For these records, count the lines containing the word "owner" and respond with the number alone.

Records shown:
▼
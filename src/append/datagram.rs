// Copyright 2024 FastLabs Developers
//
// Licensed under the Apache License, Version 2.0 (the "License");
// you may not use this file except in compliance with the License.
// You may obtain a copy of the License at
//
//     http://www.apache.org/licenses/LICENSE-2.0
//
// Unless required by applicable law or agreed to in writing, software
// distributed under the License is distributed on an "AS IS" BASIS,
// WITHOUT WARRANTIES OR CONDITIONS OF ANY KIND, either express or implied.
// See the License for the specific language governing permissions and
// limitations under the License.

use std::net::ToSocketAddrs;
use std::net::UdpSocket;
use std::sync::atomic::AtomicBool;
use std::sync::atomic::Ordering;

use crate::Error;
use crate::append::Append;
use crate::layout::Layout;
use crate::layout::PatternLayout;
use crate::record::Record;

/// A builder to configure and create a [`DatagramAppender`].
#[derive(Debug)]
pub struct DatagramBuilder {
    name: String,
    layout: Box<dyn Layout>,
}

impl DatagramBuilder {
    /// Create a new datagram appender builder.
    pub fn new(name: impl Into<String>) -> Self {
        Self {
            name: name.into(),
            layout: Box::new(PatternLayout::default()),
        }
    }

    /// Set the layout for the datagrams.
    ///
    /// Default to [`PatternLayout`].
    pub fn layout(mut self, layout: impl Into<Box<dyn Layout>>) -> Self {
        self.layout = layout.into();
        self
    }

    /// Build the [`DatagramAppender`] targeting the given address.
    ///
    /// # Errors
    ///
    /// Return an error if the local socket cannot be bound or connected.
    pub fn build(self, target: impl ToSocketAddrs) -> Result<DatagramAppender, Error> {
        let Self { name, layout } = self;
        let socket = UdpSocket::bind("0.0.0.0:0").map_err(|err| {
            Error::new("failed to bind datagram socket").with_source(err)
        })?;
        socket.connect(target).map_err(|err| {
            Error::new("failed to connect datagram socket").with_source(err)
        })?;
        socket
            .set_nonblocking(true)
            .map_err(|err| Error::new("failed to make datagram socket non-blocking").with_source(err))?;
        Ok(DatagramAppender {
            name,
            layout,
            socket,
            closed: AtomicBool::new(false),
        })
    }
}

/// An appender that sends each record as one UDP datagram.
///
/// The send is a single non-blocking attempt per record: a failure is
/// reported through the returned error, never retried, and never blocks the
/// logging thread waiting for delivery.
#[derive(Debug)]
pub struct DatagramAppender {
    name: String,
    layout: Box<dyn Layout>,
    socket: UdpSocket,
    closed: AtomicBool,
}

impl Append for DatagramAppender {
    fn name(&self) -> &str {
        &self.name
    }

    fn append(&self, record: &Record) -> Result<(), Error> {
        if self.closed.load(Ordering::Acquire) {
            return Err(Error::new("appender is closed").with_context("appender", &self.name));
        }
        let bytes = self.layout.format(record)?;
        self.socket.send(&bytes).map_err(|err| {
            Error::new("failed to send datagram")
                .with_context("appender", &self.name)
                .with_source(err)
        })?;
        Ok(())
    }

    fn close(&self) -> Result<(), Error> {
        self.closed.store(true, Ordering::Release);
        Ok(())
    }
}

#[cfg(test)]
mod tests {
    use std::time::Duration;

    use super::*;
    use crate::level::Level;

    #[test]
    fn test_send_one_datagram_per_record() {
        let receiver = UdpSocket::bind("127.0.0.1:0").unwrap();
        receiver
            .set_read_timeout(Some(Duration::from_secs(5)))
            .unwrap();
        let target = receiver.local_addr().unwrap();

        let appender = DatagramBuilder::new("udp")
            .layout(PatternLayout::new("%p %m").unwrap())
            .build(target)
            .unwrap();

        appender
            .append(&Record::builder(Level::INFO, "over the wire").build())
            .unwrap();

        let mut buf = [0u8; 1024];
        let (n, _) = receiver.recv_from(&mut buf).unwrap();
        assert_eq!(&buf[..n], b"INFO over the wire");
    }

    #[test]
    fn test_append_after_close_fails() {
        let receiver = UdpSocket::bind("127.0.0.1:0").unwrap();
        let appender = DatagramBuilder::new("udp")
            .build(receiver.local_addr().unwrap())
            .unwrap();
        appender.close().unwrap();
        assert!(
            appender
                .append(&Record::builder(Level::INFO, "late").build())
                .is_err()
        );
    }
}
▲
▼
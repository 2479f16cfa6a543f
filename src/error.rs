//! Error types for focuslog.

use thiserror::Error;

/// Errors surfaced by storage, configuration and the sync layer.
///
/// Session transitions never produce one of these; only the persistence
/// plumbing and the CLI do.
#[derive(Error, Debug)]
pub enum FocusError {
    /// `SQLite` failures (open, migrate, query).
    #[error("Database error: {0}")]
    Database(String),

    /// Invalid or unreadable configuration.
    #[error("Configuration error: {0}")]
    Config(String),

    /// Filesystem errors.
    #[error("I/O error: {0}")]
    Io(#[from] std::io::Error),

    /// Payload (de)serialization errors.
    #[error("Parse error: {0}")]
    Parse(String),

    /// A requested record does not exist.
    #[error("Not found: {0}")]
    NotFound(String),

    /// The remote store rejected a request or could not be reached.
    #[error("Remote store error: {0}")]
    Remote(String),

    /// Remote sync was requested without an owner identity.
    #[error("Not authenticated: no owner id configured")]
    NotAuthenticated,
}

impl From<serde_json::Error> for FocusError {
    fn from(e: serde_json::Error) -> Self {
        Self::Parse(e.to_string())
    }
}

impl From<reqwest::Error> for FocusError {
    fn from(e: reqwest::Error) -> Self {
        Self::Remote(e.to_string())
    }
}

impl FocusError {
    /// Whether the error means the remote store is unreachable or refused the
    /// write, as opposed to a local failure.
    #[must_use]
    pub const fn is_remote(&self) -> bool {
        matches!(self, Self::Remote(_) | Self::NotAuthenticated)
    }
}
▲
▼
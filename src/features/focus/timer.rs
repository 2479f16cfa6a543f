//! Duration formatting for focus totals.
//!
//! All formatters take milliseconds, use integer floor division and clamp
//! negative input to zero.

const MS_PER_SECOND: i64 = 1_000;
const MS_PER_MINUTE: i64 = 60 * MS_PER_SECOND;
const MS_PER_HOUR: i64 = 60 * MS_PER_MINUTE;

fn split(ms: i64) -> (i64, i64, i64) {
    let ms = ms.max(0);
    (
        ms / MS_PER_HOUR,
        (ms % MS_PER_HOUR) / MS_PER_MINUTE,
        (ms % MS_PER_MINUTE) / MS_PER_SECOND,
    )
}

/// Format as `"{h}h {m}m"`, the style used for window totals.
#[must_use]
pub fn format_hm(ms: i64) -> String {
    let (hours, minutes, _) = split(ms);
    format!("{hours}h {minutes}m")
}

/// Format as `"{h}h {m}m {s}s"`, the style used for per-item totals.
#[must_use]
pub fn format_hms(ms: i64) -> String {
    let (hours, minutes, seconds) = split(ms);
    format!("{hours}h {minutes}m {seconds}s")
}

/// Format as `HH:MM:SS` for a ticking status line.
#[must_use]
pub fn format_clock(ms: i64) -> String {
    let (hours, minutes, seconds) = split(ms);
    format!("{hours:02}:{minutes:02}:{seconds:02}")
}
▲
Task solution:
2